== Supplied information ==

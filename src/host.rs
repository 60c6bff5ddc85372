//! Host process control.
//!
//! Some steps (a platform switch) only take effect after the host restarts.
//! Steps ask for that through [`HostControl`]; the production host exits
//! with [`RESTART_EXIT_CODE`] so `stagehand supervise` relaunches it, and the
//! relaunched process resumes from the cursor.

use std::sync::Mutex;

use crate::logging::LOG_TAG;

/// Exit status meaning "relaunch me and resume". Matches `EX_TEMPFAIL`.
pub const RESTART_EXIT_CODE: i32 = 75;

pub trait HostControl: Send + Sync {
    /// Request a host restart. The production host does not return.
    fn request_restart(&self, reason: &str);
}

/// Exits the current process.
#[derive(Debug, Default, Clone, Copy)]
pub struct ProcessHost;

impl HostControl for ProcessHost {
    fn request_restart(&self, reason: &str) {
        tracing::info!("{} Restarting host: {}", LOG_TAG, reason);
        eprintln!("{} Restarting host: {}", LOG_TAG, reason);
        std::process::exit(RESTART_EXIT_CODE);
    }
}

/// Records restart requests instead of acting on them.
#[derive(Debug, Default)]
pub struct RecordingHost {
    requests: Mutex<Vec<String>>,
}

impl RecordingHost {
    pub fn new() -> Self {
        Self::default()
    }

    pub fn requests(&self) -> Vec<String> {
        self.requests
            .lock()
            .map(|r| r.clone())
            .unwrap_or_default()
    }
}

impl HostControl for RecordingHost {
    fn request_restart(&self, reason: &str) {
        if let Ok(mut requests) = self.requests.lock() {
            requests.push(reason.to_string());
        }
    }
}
---
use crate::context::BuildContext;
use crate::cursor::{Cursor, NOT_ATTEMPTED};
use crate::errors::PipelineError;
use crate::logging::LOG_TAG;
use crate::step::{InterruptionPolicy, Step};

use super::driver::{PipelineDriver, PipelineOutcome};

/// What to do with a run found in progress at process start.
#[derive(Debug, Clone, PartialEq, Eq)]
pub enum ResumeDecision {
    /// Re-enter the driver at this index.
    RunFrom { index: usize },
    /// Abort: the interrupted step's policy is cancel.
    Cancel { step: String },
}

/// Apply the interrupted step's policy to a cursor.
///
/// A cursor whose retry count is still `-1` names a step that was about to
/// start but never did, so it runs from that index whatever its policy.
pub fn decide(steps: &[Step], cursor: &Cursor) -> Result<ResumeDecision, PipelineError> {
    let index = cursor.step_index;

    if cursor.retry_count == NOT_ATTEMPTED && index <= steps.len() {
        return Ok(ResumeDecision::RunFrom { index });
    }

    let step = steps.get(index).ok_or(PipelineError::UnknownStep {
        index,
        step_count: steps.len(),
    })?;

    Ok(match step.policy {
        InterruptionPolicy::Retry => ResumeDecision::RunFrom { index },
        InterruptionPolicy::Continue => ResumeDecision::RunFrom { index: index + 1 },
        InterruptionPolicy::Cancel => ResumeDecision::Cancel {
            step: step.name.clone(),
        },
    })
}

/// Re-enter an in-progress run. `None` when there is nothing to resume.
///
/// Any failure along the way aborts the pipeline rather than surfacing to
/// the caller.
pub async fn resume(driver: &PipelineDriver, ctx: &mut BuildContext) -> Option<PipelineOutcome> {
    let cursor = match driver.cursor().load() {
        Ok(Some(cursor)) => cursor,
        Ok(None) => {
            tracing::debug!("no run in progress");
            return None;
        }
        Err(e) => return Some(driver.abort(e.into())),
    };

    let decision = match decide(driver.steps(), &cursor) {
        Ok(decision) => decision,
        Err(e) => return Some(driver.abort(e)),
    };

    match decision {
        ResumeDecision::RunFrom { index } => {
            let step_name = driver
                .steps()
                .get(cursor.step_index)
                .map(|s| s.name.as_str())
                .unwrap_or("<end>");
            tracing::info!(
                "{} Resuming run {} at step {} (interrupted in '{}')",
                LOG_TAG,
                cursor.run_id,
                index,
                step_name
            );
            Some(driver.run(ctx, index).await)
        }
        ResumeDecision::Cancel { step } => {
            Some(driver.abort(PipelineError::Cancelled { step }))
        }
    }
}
==
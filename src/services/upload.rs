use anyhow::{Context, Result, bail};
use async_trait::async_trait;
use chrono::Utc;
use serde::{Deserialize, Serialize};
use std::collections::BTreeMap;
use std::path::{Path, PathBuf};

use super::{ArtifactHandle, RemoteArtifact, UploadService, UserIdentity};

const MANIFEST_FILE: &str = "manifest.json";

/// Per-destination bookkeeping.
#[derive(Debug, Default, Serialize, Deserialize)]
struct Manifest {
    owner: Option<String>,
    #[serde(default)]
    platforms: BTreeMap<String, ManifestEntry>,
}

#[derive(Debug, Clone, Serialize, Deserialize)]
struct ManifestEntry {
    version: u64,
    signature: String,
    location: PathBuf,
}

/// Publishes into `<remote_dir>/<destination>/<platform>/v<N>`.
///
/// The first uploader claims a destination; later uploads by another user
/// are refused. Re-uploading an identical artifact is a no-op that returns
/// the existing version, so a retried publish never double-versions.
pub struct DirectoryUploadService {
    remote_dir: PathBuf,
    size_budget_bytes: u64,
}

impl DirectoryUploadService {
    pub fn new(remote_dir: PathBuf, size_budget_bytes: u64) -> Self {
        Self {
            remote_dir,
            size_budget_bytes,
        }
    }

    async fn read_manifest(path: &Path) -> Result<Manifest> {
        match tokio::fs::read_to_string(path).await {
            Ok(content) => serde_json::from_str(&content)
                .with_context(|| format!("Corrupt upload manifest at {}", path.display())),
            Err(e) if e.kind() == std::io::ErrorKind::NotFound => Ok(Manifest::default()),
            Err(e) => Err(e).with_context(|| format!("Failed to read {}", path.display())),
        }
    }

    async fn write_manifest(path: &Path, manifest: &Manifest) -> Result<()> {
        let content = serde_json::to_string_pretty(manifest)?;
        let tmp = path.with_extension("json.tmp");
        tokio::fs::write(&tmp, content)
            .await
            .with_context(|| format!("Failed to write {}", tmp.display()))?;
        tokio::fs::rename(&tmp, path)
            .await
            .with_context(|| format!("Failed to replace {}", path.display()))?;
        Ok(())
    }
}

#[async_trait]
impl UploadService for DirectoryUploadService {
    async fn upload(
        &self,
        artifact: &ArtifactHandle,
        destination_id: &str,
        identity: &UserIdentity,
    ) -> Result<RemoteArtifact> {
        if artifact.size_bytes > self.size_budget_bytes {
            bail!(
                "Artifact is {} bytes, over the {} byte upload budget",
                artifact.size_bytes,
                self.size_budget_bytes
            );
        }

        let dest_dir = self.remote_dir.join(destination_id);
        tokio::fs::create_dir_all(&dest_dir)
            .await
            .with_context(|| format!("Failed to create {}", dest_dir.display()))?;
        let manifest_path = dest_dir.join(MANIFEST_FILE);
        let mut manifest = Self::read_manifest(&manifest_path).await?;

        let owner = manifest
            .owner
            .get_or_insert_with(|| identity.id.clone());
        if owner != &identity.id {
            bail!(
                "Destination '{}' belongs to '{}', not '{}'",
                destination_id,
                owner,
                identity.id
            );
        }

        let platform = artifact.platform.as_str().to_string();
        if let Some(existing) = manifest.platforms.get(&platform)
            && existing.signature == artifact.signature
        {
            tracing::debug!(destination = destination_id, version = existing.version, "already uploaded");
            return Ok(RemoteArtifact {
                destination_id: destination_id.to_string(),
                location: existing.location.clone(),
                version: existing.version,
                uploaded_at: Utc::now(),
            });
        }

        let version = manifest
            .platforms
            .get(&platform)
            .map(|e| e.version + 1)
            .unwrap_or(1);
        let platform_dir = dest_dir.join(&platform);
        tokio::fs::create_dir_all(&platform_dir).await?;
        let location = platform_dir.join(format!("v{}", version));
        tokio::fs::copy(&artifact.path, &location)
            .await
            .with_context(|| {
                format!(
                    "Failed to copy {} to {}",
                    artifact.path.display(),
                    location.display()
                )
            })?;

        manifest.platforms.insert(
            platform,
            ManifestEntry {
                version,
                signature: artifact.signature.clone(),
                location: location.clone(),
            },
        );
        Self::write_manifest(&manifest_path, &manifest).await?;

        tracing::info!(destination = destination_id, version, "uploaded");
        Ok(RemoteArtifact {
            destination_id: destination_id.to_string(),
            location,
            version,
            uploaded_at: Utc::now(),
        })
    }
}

== Work request ==
Check the material above line by line, and give only the number of lines holding the string "BuildContext".

== Task solution ==
2